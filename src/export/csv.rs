use super::{ExportError, HistoryRow};
use crate::database::StoredCheckIn;
use std::path::Path;

/// Export check-in history to CSV, one row per day
pub fn export_history<P: AsRef<Path>>(
    records: &[&StoredCheckIn],
    output_path: P,
) -> Result<(), ExportError> {
    let mut writer = ::csv::Writer::from_path(output_path)?;

    for record in records {
        writer.serialize(HistoryRow::from(*record))?;
    }

    writer.flush()?;
    Ok(())
}

#[cfg(test)]
mod tests {
    use super::*;
    use crate::models::{
        ClockTime, DailyCheckIn, MuscleGroup, MuscleSoreness, ReadinessState, SorenessLevel,
    };
    use chrono::{TimeZone, Utc};
    use tempfile::NamedTempFile;

    fn record(day: u32, score: Option<u8>) -> StoredCheckIn {
        let date = Utc.with_ymd_and_hms(2026, 2, day, 12, 0, 0).unwrap();
        StoredCheckIn {
            user_id: "athlete-01".to_string(),
            day_key: date.date_naive(),
            check_in: DailyCheckIn {
                date,
                sleep_duration_hours: 7.5,
                wake_time: ClockTime::new(6, 30).unwrap(),
                stress: 2,
                yesterday_workout: "Push, heavy".to_string(),
                last_session_rpe: 8,
                subjective_soreness: 3,
                muscle_soreness: MuscleSoreness::new()
                    .with(MuscleGroup::Chest, SorenessLevel::Sore)
                    .with(MuscleGroup::Triceps, SorenessLevel::Moderate),
            },
            readiness_score: score,
            readiness_state: score.map(ReadinessState::from_score),
            profile_snapshot: None,
            created_at: date,
            updated_at: date,
        }
    }

    #[test]
    fn test_export_history_csv() {
        let first = record(16, Some(88));
        let second = record(15, None);
        let temp_file = NamedTempFile::new().unwrap();

        export_history(&[&first, &second], temp_file.path()).unwrap();

        let mut reader = ::csv::Reader::from_path(temp_file.path()).unwrap();
        let headers = reader.headers().unwrap().clone();
        assert_eq!(&headers[0], "day");
        assert_eq!(&headers[6], "sore_muscles");

        let rows: Vec<HistoryRow> = reader.deserialize().map(|r| r.unwrap()).collect();
        assert_eq!(rows.len(), 2);
        assert_eq!(rows[0].sore_muscles, "chest:2;triceps:1");
        assert_eq!(rows[0].readiness_state.as_deref(), Some("green"));
        assert_eq!(rows[0].yesterday_workout, "Push, heavy");
        assert_eq!(rows[1].readiness_score, None);
    }
}
//! Hourly performance curve
//!
//! Synthesizes a 24-point performance estimate (one value per hour of the
//! day) from a circadian cosine anchored on wake time, a faster ultradian
//! ripple, and flat offsets for sleep and stress.

use crate::models::{Chronotype, ClockTime, HourlyPerformance};
use std::f64::consts::PI;

pub const HOURS_PER_DAY: usize = 24;

/// Lowest value the curve can report
pub const MIN_PERFORMANCE: u8 = 12;

/// Highest value the curve can report
pub const MAX_PERFORMANCE: u8 = 99;

const CIRCADIAN_MIDLINE: f64 = 61.0;
const CIRCADIAN_AMPLITUDE: f64 = 27.0;
/// Hours after wake at which a bear chronotype peaks
const CIRCADIAN_PEAK_OFFSET_HOURS: f64 = 8.0;
const ULTRADIAN_AMPLITUDE: f64 = 6.0;
const ULTRADIAN_CYCLES_PER_DAY: f64 = 6.0;
const SLEEP_REFERENCE_HOURS: f64 = 7.5;
const SLEEP_WEIGHT: f64 = 4.5;
const STRESS_WEIGHT: f64 = 1.8;

/// Build the 24-hour performance curve, indexed by hour of day
pub fn build_hourly_performance(
    wake_time: ClockTime,
    chronotype: Chronotype,
    stress: u8,
    sleep_duration_hours: f64,
) -> HourlyPerformance {
    let wake_hour = f64::from(wake_time.hour());
    let shift = f64::from(chronotype.phase_shift_hours());
    let sleep_adjustment = (sleep_duration_hours - SLEEP_REFERENCE_HOURS) * SLEEP_WEIGHT;
    let stress_adjustment = f64::from(stress) * STRESS_WEIGHT;

    let mut curve = [MIN_PERFORMANCE; HOURS_PER_DAY];
    for (hour, slot) in curve.iter_mut().enumerate() {
        let h = hour as f64;
        let circadian = CIRCADIAN_MIDLINE
            + CIRCADIAN_AMPLITUDE
                * (2.0 * PI * (h - wake_hour - CIRCADIAN_PEAK_OFFSET_HOURS - shift)
                    / HOURS_PER_DAY as f64)
                    .cos();
        let ultradian = ULTRADIAN_AMPLITUDE
            * (2.0 * PI * h * ULTRADIAN_CYCLES_PER_DAY / HOURS_PER_DAY as f64).sin();

        let raw = circadian + ultradian + sleep_adjustment - stress_adjustment;
        *slot = clamp_performance(raw);
    }

    curve
}

fn clamp_performance(raw: f64) -> u8 {
    let rounded = raw.round();
    if rounded.is_nan() {
        return MIN_PERFORMANCE;
    }
    rounded.clamp(f64::from(MIN_PERFORMANCE), f64::from(MAX_PERFORMANCE)) as u8
}

/// Hour of day with the highest modeled performance (earliest on ties)
pub fn peak_hour(curve: &HourlyPerformance) -> u8 {
    let mut best = 0;
    for (hour, value) in curve.iter().enumerate() {
        if *value > curve[best] {
            best = hour;
        }
    }
    best as u8
}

——————

▸ WHAT IS BEING ASKED: Take every line above that includes the string "value" and return it.

▸ EXERCISE SOLUTION:
//! Synthesizes a 24-point performance estimate (one value per hour of the
/// Lowest value the curve can report
/// Highest value the curve can report
    for (hour, value) in curve.iter().enumerate() {
        if *value > curve[best] {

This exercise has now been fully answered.